Sorry for replying to you with my company account. "jixinchi" is my company account and "clumsy456" is my personal account. I should have used my company account to raise this issue.

jixinchi avatar Nov 04 '21 02:11 jixinchi

You are correct, it is in the template:


spec:
  entrypoint: dag
  templates:
  - name: dag
    dag:
      tasks:
      # generate output artifacts of parallel pods
      - name: gen
        template: gen-artifact
        arguments:
          parameters:
          - name: message
            value: "{{item}}"
        withItems: ["1", "2", "3"]
      # aggregate
      - name: aggregate
        template: aggregate

  - name: gen-artifact
    inputs:
        ...

    outputs:
          artifacts:
           - name: output
              path: /output
              s3:
                key: "{{workflow.name}}/{{item}}"
        ...
  - name: aggregate
    inputs:
      artifacts:
      - name: input
         path: /inputs
           s3:
              key: "{{workflow.name}}"

alexec avatar Nov 10 '21 17:11 alexec

I'm not sure if the {{workflow.name}} and {{item}} tag work when using templateRef. I'll try it later.

What we discussed above is only about the "aggregate" case. Do you have any comments on the "separately process" case?

jixinchi avatar Nov 17 '21 03:11 jixinchi

I think most patterns should be supported using key-only artifacts.
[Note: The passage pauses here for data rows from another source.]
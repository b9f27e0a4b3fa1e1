//! Database entity definitions (row mappings).

pub mod board;
pub mod task;
pub mod team;
pub mod user;

pub use board::{BoardEntity, BoardStatusDb};
pub use task::{TaskEntity, TaskStatusDb, TaskWithAssigneeEntity};
pub use team::TeamEntity;
pub use user::UserEntity;
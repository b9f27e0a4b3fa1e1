use axum::{
    middleware,
    routing::{get, post, put},
    Router,
};
use domain::services::{BoardService, TeamService, UserService};
use sqlx::SqlitePool;
use std::sync::Arc;
use std::time::Duration;
use tower_http::{
    cors::{AllowOrigin, Any, CorsLayer},
    timeout::TimeoutLayer,
    trace::TraceLayer,
};

use crate::config::Config;
use crate::middleware::{metrics_handler, metrics_middleware, trace_id};
use crate::routes::{boards, health, tasks, teams, users};
use crate::services::{SqlBoardService, SqlTeamService, SqlUserService};

#[derive(Clone)]
pub struct AppState {
    pub pool: SqlitePool,
    pub config: Arc<Config>,
    pub users: Arc<dyn UserService>,
    pub teams: Arc<dyn TeamService>,
    pub boards: Arc<dyn BoardService>,
}

impl AppState {
    /// Wires the SQLite-backed services onto a shared pool.
    pub fn new(config: Config, pool: SqlitePool) -> Self {
        let export_dir = config.export.output_dir.clone();
        Self {
            users: Arc::new(SqlUserService::new(pool.clone())),
            teams: Arc::new(SqlTeamService::new(pool.clone())),
            boards: Arc::new(SqlBoardService::new(pool.clone(), export_dir)),
            config: Arc::new(config),
            pool,
        }
    }
}

pub fn create_app(config: Config, pool: SqlitePool) -> Router {
    let state = AppState::new(config, pool);
    let config = state.config.clone();

    // Empty origin list allows any origin
    let cors = if config.security.cors_origins.is_empty() {
        CorsLayer::new()
            .allow_origin(Any)
            .allow_methods(Any)
            .allow_headers(Any)
    } else {
        let origins: Vec<_> = config
            .security
            .cors_origins
            .iter()
            .filter_map(|o| o.parse().ok())
            .collect();
        CorsLayer::new()
            .allow_origin(AllowOrigin::list(origins))
            .allow_methods(Any)
            .allow_headers(Any)
    };

    let user_routes = Router::new()
        .route("/users", post(users::create_user).get(users::list_users))
        .route(
            "/users/:user_id",
            get(users::get_user).put(users::update_user),
        )
        .route("/users/:user_id/teams", get(users::get_user_teams));

    let team_routes = Router::new()
        .route("/teams", post(teams::create_team).get(teams::list_teams))
        .route(
            "/teams/:team_id",
            get(teams::get_team).put(teams::update_team),
        )
        .route(
            "/teams/:team_id/users",
            post(teams::add_users)
                .delete(teams::remove_users)
                .get(teams::list_team_users),
        );

    let board_routes = Router::new()
        .route(
            "/teams/:team_id/boards",
            post(boards::create_board).get(boards::list_open_boards),
        )
        .route("/boards/:board_id/close", put(boards::close_board))
        .route("/boards/:board_id/export", post(boards::export_board))
        .route("/boards/:board_id/tasks", post(tasks::add_task))
        .route("/tasks/:task_id/status", put(tasks::update_task_status));

    // Public routes (no authentication required)
    let public_routes = Router::new()
        .route("/", get(health::root))
        .route("/health", get(health::health_check))
        .route("/metrics", get(metrics_handler));

    Router::new()
        .merge(public_routes)
        .merge(user_routes)
        .merge(team_routes)
        .merge(board_routes)
        // Global middleware (order matters: bottom layers run first)
        .layer(TimeoutLayer::new(Duration::from_secs(
            config.server.request_timeout_secs,
        )))
        .layer(middleware::from_fn(metrics_middleware))
        .layer(TraceLayer::new_for_http())
        .layer(middleware::from_fn(trace_id))
        .layer(cors)
        .with_state(state)
}
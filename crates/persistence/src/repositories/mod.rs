//! Repository implementations for database operations.

pub mod board;
pub mod task;
pub mod team;
pub mod user;

pub use board::BoardRepository;
pub use task::TaskRepository;
pub use team::TeamRepository;
pub use user::UserRepository;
alexec avatar Nov 17 '21 17:11 alexec

You are correct, it is in the template:

spec:
  entrypoint: dag
  templates:
  - name: dag
    dag:
      tasks:
      # generate output artifacts of parallel pods
      - name: gen
        template: gen-artifact
        arguments:
          parameters:
          - name: message
            value: "{{item}}"
        withItems: ["1", "2", "3"]
      # aggregate
      - name: aggregate
        template: aggregate

  - name: gen-artifact
    inputs:
        ...

    outputs:
          artifacts:
           - name: output
              path: /output
              s3:
                key: "{{workflow.name}}/{{item}}"
        ...
  - name: aggregate
    inputs:
      artifacts:
      - name: input
         path: /inputs
           s3:
              key: "{{workflow.name}}"

I've tried this workflow. The {{item}} tag does not work outside the dag task, because the gen-artifact outputs a file named "{{item}}".

Key-only artifacts only supports cases that you have already known how many artifacts will be generated and how to user them before running the workflow. It is not suitable for WithParam and WithItems cases.

jixinchi avatar Nov 18 '21 07:11 jixinchi

Do you want to set-up a 30m to chat?

https://bit.ly/book-30m-with-argo-team

alexec avatar Nov 18 '21 16:11 alexec

I am from China, and it's 00:10 now... In addition, I'm sorry that my English is not good enough to speak or talk about technical problems. Maybe text communication is more effective.

jixinchi avatar Nov 18 '21 16:11 jixinchi

My email is [email protected]. Or you can find me on slack, named Xinchi Ji.

jixinchi avatar Nov 19 '21 06:11 jixinchi

What about using data template with S3? That allows you to drop a number of artifacts into a bucket, then use withItems to fan-out process them.

https://argoproj.github.io/argo-workflows/data-sourcing-and-transformation/

alexec avatar Nov 23 '21 01:11 alexec

Data template is really a good method to solve similar problems. However, the expression is limited in our business. We need to run some python or R scripts in a container to process the artifacts, not just simple text processing.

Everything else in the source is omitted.